Years before the lighthouse’s construction, the Town Hall in Gáldar constituted its so called Intelligent Marina Commission so they could analyse the municipality’s coastline and reach conclusions regarding “the most suitable site for locating a lighthouse which is to be donated to this town”, according the official minutes of the time. The designated naval officers responded to the names of Juan, Cristóbal and José. They were the three patrons for the lighthouse, and it was they who advised on the spot to build the structure that would light up the surrounding seas.
Indeed, the spot chosen and the lighthouse seemed destined to coincide. The presence of a beam of light on the little plateau that juts out over the edge of the steep cliffs that plunge down to the sea below creates an environment that makes us feel we have reached the end of the world, or maybe the beginning. The coastline literally continues talking in a growling voice that sounds particularly deep. Here the sea is like a tenor who is taking on an unending musical score.
At the join between the land and the great blue sheet that spreads out all around, the ocean’s impulse has created a string of still water pools, a blend of blue, green and ochre mirrors, where peace and quiet contrast starkly with the nearby roaring ocean. The scene is completed with a series of headlands that have been rounded off due to the insistent efforts of winds and tides. Meanwhile, large red crabs observe everything from the edge of these natural pools, or from down below where the sea hits the rocks. In the blink of an eye they disappear at this invisible but precisely defined safety boundary.
Out to sea, a sailing boat marks out a subtle white speck on this still blue canvass. The crew on board are carried along by the wind and can feel what it is like to be in the salty hands of the Atlantic. Back on land a fisherman, almost camourflaged by the landscape, launches his fishing rod into the waters famous for the abundance and exquisiteness of its rock fish, a famous fact that has known long before any lighthouse shone its beam of light over this rugged piece of coastline.

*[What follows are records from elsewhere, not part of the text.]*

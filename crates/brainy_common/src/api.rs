//! API client boundary.
//!
//! Production code uses `HttpTutorClient` against the remote tutoring
//! service. Test code uses `FakeTutorClient` with scripted responses, so the
//! session state machine can be exercised without a network.

use crate::error::TutorError;
use crate::query::{Query, ResponseMode};
use async_trait::async_trait;
use std::time::Duration;

/// Seam between the session controller and the transport.
#[async_trait]
pub trait TutorApi: Send + Sync {
    /// Send one query and return the raw JSON payload.
    ///
    /// The payload shape is deliberately untyped here; normalization owns
    /// shape interpretation.
    async fn execute(&self, query: &Query) -> Result<serde_json::Value, TutorError>;
}

/// HTTP client for the tutoring service.
#[derive(Debug)]
pub struct HttpTutorClient {
    base_url: String,
    client: reqwest::Client,
}

impl HttpTutorClient {
    pub fn new(base_url: impl Into<String>, timeout_secs: u64) -> Result<Self, TutorError> {
        let base_url = base_url.into();
        if base_url.trim().is_empty() {
            return Err(TutorError::Configuration(
                "service base URL is not set".to_string(),
            ));
        }
        let client = reqwest::Client::builder()
            .timeout(Duration::from_secs(timeout_secs))
            .build()
            .map_err(|e| TutorError::Configuration(format!("HTTP client setup failed: {e}")))?;

        Ok(Self { base_url, client })
    }
}

#[async_trait]
impl TutorApi for HttpTutorClient {
    async fn execute(&self, query: &Query) -> Result<serde_json::Value, TutorError> {
        let text = query.trimmed_text();
        if text.is_empty() {
            // Fail fast, no network call.
            return Err(TutorError::Validation("query text is empty".to_string()));
        }

        let url = format!("{}/execute", self.base_url.trim_end_matches('/'));
        let body = serde_json::json!({
            "question": text,
            "step_by_step": query.mode == ResponseMode::StepByStep,
            "profile": query.profile,
        });

        let response = self
            .client
            .post(&url)
            .json(&body)
            .send()
            .await
            .map_err(|e| TutorError::Transport {
                status: None,
                body: e.to_string(),
            })?;

        let status = response.status();
        if !status.is_success() {
            let body_text = response.text().await.unwrap_or_default();
            return Err(TutorError::Transport {
                status: Some(status.as_u16()),
                body: body_text,
            });
        }

        response.json().await.map_err(|e| {
            TutorError::MalformedResponse(format!("response is not valid JSON: {e}"))
        })
    }
}

/// Scripted client for tests: returns queued results in order, repeating the
/// last one when the queue runs dry.
pub struct FakeTutorClient {
    responses: std::sync::Mutex<Vec<Result<serde_json::Value, TutorError>>>,
    call_count: std::sync::Mutex<usize>,
}

impl FakeTutorClient {
    pub fn new(responses: Vec<Result<serde_json::Value, TutorError>>) -> Self {
        Self {
            responses: std::sync::Mutex::new(responses),
            call_count: std::sync::Mutex::new(0),
        }
    }

    /// Client that always returns the given payload.
    pub fn always(payload: serde_json::Value) -> Self {
        Self::new(vec![Ok(payload)])
    }

    /// Client that always fails with the given error.
    pub fn always_error(error: TutorError) -> Self {
        Self::new(vec![Err(error)])
    }

    pub fn call_count(&self) -> usize {
        *self.call_count.lock().unwrap()
    }
}

#[async_trait]
impl TutorApi for FakeTutorClient {
    async fn execute(&self, _query: &Query) -> Result<serde_json::Value, TutorError> {
        *self.call_count.lock().unwrap() += 1;

        let mut responses = self.responses.lock().unwrap();
        if responses.is_empty() {
            return Err(TutorError::Transport {
                status: None,
                body: "fake client queue exhausted".to_string(),
            });
        }
        if responses.len() == 1 {
            responses[0].clone()
        } else {
            responses.remove(0)
        }
    }
}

The rest of the landscape is also part of the history which is still being written. On the nearby hillsides we can just make out the banana plantations, immemorial quays on which even ideas and dreams of the northwest of Gran Canaria have embarked and disembarked, along with winding paths that meander down to the ocean, without which nothing of all this could be understood. They all seem to be looking out and caring for eachother, but above all it is the lighthouse that does so, as it maintains its dialogue with the Atlantic.